In the entries that follow, find every line containing "impl" and copy it.

> **SUPPLIED INFORMATION**:
=== Begin Enclosure ===

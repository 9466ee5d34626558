//! Upgrade run results

use crate::relocate::MovedConfig;
use dbu_core::BackendKind;
use dbu_db::{ApplyReport, StatementPolicy};
use serde::Serialize;
use std::fmt;
use std::path::PathBuf;

/// Why a subsystem was left untouched
#[derive(Debug, Clone, Copy, PartialEq, Eq, Serialize)]
#[serde(rename_all = "snake_case")]
pub enum SkipReason {
    /// No script for this subsystem at the target version
    NoScript,
    /// Script present, but the professional edition is not installed
    NotProfessionalEdition,
    /// Script present, but the subsystem has no embedded database
    UnsupportedOnEmbedded,
}

impl fmt::Display for SkipReason {
    fn fmt(&self, f: &mut fmt::Formatter<'_>) -> fmt::Result {
        match self {
            SkipReason::NoScript => write!(f, "no script"),
            SkipReason::NotProfessionalEdition => write!(f, "professional edition only"),
            SkipReason::UnsupportedOnEmbedded => write!(f, "not supported on sqlite3"),
        }
    }
}

/// What happened to one database
#[derive(Debug, Clone, Serialize)]
#[serde(tag = "status", rename_all = "snake_case")]
pub enum OutcomeStatus {
    Applied { report: ApplyReport },
    Skipped { reason: SkipReason },
    /// Would be applied; recorded by dry runs
    Planned,
}

#[derive(Debug, Clone, Serialize)]
pub struct SubsystemOutcome {
    /// Subsystem name, or `ccnet/<component>` for component scripts
    pub target: String,
    pub script: Option<PathBuf>,
    #[serde(flatten)]
    pub status: OutcomeStatus,
}

/// Result of a completed upgrade run
#[derive(Debug, Clone, Serialize)]
pub struct MigrationReport {
    pub version: String,
    pub backend: BackendKind,
    pub policy: StatementPolicy,
    pub dry_run: bool,
    pub outcomes: Vec<SubsystemOutcome>,
    /// Config files moved into the central directory before detection
    #[serde(skip_serializing_if = "Vec::is_empty")]
    pub relocated_configs: Vec<MovedConfig>,
}

impl MigrationReport {
    pub fn new(version: &str, backend: BackendKind, policy: StatementPolicy, dry_run: bool) -> Self {
        Self {
            version: version.to_string(),
            backend,
            policy,
            dry_run,
            outcomes: Vec::new(),
            relocated_configs: Vec::new(),
        }
    }

    pub(crate) fn record(&mut self, target: impl Into<String>, script: Option<PathBuf>, status: OutcomeStatus) {
        self.outcomes.push(SubsystemOutcome {
            target: target.into(),
            script,
            status,
        });
    }

    /// Number of scripts applied (or planned, for dry runs)
    pub fn scripts_applied(&self) -> usize {
        self.outcomes
            .iter()
            .filter(|o| matches!(o.status, OutcomeStatus::Applied { .. } | OutcomeStatus::Planned))
            .count()
    }

    /// Statements that failed under the fail-soft policy
    pub fn statement_failures(&self) -> usize {
        self.outcomes
            .iter()
            .map(|o| match &o.status {
                OutcomeStatus::Applied { report } => report.failures.len(),
                _ => 0,
            })
            .sum()
    }

    /// Outcome for a target name
    pub fn outcome(&self, target: &str) -> Option<&SubsystemOutcome> {
        self.outcomes.iter().find(|o| o.target == target)
    }

    /// One-line summary for the operator
    pub fn summary_line(&self) -> String {
        let verb = if self.dry_run { "would apply" } else { "applied" };
        let mut line = format!(
            "Database upgrade to {} ({}) {} {} script(s)",
            self.version,
            self.backend,
            verb,
            self.scripts_applied()
        );
        let failures = self.statement_failures();
        if failures > 0 {
            line.push_str(&format!(", {failures} statement(s) failed and were skipped"));
        }
        line
    }
}

#[cfg(test)]
#[path = "report_test.rs"]
mod tests;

=== End Enclosure ===

> **TASK ANSWER**:
impl fmt::Display for SkipReason {
impl MigrationReport {
    pub(crate) fn record(&mut self, target: impl Into<String>, script: Option<PathBuf>, status: OutcomeStatus) {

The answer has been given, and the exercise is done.